Wechsler J, Delcourt A, Raphael M, Frances-Michel C, Demay G, Pinaudeau Y, Chomette G
Sem Hop. 1983 Dec 29;59(49):3431-5.
The authors report a case of Kaposi's sarcoma in a 38-year-old Malian. Onset occurred one year after an episode of febrile polyadenopathy with histologic features suggestive of immune dysfunction lymphadenitis. Diagnosis of Kaposi's sarcoma was firmly established only following occurrence of secondary skin lesions.
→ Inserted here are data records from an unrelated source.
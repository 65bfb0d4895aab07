//! Extraction of harmonic frequencies and cartesian normal modes from a
//! projected hessian

use std::cmp::Ordering;

use molecule::{InertiaFrame, Molecule};
use serde::{Deserialize, Serialize};

use crate::{
    Dmat, Dvec, Error,
    consts::FORCE_CONST,
    project::{
        ProjectionSubspace, build_subspace, check_hessian, check_invariance,
        mass_weight, project_mass_weighted,
    },
    utils::{linalg::eigen_symmetric, sqrt_masses, to_wavenumber},
};

/// squared overlap with the rigid-body subspace above which a retained
/// eigenvector is considered a translation or rotation rather than a
/// vibration
const OVERLAP_TOL: f64 = 0.5;

/// retained eigenvalues within this factor of the largest discarded one are
/// flagged as possibly confused with rigid-body motion
const SOFT_FACTOR: f64 = 10.0;

/// A single vibrational normal mode
#[derive(Clone, Debug, PartialEq, Serialize, Deserialize)]
pub struct NormalMode {
    /// harmonic frequency in cm⁻¹. negative values encode imaginary
    /// frequencies
    pub freq: f64,

    /// eigenvalue of the projected mass-weighted hessian in Eh/(bohr²·amu)
    pub eigenvalue: f64,

    /// unit-length displacement vector in cartesian coordinates, length 3N
    pub displacement: Dvec,

    /// reduced mass in amu
    pub reduced_mass: f64,

    /// force constant in mdyne/Å from the magnitude of the frequency
    pub force_constant: f64,
}

impl NormalMode {
    #[must_use]
    pub fn is_imaginary(&self) -> bool {
        self.freq < 0.0
    }
}

/// The vibrational normal modes of a molecule, in the ascending eigenvalue
/// order of the solver, so imaginary modes come first
#[derive(Clone, Debug, Default, PartialEq, Serialize, Deserialize)]
pub struct NormalModeSet {
    pub modes: Vec<NormalMode>,

    /// the eigenvalues discarded as translations and rotations
    pub rigid: Vec<f64>,
}

impl NormalModeSet {
    pub fn len(&self) -> usize {
        self.modes.len()
    }

    pub fn is_empty(&self) -> bool {
        self.modes.is_empty()
    }

    pub fn iter(&self) -> std::slice::Iter<'_, NormalMode> {
        self.modes.iter()
    }

    /// the signed harmonic frequencies in cm⁻¹
    pub fn freqs(&self) -> Vec<f64> {
        self.modes.iter().map(|m| m.freq).collect()
    }

    /// the imaginary frequencies, as negative numbers
    pub fn imaginary(&self) -> Vec<f64> {
        self.modes
            .iter()
            .filter(|m| m.is_imaginary())
            .map(|m| m.freq)
            .collect()
    }

    /// the cartesian displacement vectors as the columns of a 3N x nvib
    /// matrix
    pub fn lx(&self) -> Dmat {
        let n3n = self.modes.first().map_or(0, |m| m.displacement.len());
        let mut ret = Dmat::zeros(n3n, self.modes.len());
        for (i, m) in self.modes.iter().enumerate() {
            ret.set_column(i, &m.displacement);
        }
        ret
    }
}

impl<'a> IntoIterator for &'a NormalModeSet {
    type Item = &'a NormalMode;
    type IntoIter = std::slice::Iter<'a, NormalMode>;

    fn into_iter(self) -> Self::IntoIter {
        self.iter()
    }
}

/// compute the normal modes of `mol` from its cartesian `hessian` in
/// Eh/bohr². the molecule's inertia frame is computed along the way; use
/// [extract_with_frame] to supply one
pub fn extract(hessian: &Dmat, mol: &Molecule) -> Result<NormalModeSet, Error> {
    let frame = InertiaFrame::analyze(mol)?;
    extract_with_frame(hessian, mol, &frame)
}

/// like [extract] with a precomputed `frame`
pub fn extract_with_frame(
    hessian: &Dmat,
    mol: &Molecule,
    frame: &InertiaFrame,
) -> Result<NormalModeSet, Error> {
    mol.validate()?;
    let subspace = build_subspace(mol, frame)?;
    check_hessian(hessian, mol, &subspace)?;
    let hmw = mass_weight(hessian, &mol.masses());
    check_invariance(&hmw, &subspace)?;
    let hproj = project_mass_weighted(&hmw, &subspace);
    let (vals, vecs) = eigen_symmetric(&hproj)?;
    vibrations(&vals, &vecs, &subspace, &mol.masses())
}

/// split the eigendecomposition `vals` and `vecs` of the projected
/// mass-weighted hessian into the rigid-body eigenvalues spanned by
/// `subspace` and the vibrational normal modes
pub(crate) fn vibrations(
    vals: &Dvec,
    vecs: &Dmat,
    subspace: &ProjectionSubspace,
    masses: &[f64],
) -> Result<NormalModeSet, Error> {
    let n3n = vals.len();
    let nrigid = subspace.len();
    if nrigid > n3n {
        return Err(Error::ProjectionInconsistency(format!(
            "{nrigid} rigid-body modes requested from {n3n} coordinates"
        )));
    }

    let rigid = rigid_indices(vals, nrigid);
    let mut discarded: Vec<f64> = rigid.iter().map(|&i| vals[i]).collect();
    discarded.sort_by(|a, b| a.partial_cmp(b).unwrap_or(Ordering::Equal));
    log::debug!("discarded rigid-body eigenvalues {discarded:?}");
    let soft = SOFT_FACTOR
        * discarded.iter().fold(0.0_f64, |acc, v| acc.max(v.abs()));

    let sqm = sqrt_masses(masses);
    let mut modes = Vec::with_capacity(n3n - nrigid);
    for i in (0..n3n).filter(|i| !rigid.contains(i)) {
        let lxm = vecs.column(i).into_owned();
        let overlap = subspace.overlap(&lxm);
        if overlap > OVERLAP_TOL {
            return Err(Error::ProjectionInconsistency(format!(
                "eigenvector {i} (eigenvalue {:.3e}) lies {:.1}% in the \
                 rigid-body subspace",
                vals[i],
                100.0 * overlap
            )));
        }
        if vals[i].abs() <= soft {
            log::warn!(
                "vibrational eigenvalue {:.3e} is within a factor of \
                 {SOFT_FACTOR} of the rigid-body eigenvalues",
                vals[i]
            );
        }
        modes.push(make_mode(vals[i], &lxm, &sqm));
    }

    Ok(NormalModeSet {
        modes,
        rigid: discarded,
    })
}

/// indices of the `nrigid` eigenvalues smallest in magnitude. these are the
/// ones the projection drove toward zero
fn rigid_indices(vals: &Dvec, nrigid: usize) -> Vec<usize> {
    let mut order: Vec<usize> = (0..vals.len()).collect();
    order.sort_by(|&a, &b| {
        vals[a]
            .abs()
            .partial_cmp(&vals[b].abs())
            .unwrap_or(Ordering::Equal)
    });
    order.truncate(nrigid);
    order
}

/// un-mass-weight the eigenvector `lxm` and normalize it. the norm before
/// normalization gives the reduced mass
fn make_mode(eigenvalue: f64, lxm: &Dvec, sqm: &Dvec) -> NormalMode {
    let lx = lxm.component_div(sqm);
    let norm2 = lx.norm_squared();
    let reduced_mass = 1.0 / norm2;
    let freq = to_wavenumber(eigenvalue);
    NormalMode {
        freq,
        eigenvalue,
        displacement: lx / norm2.sqrt(),
        reduced_mass,
        force_constant: FORCE_CONST * freq * freq * reduced_mass,
    }
}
This case exemplifies the diagnostic problems raised by those forms of Kaposi's sarcoma which present as lymph node involvement. In the index case, the authors discuss the significance of the initial polyadenopathy, and speculate whether it was an initial stage of Kaposi's sarcoma or an immune dysfunction lymphadenitis preceding onset of the sarcoma. If the second hypothesis is correct, this case would be comparable to reports of Kaposi's sarcoma arising in hosts with immune dysfunction.
作者报告了一例38岁马里人的卡波西肉瘤病例。发病于一次伴有组织学特征提示免疫功能障碍性淋巴结炎的发热性多腺病发作一年后。仅在出现继发性皮肤病变后才明确诊断为卡波西肉瘤。该病例例证了那些表现为淋巴结受累的卡波西肉瘤形式所引发的诊断问题。在该索引病例中,作者讨论了初始多腺病的意义,并推测它是卡波西肉瘤的初始阶段还是肉瘤发作前的免疫功能障碍性淋巴结炎。如果第二种假设正确,该病例将与免疫功能障碍宿主中发生的卡波西肉瘤报告相当。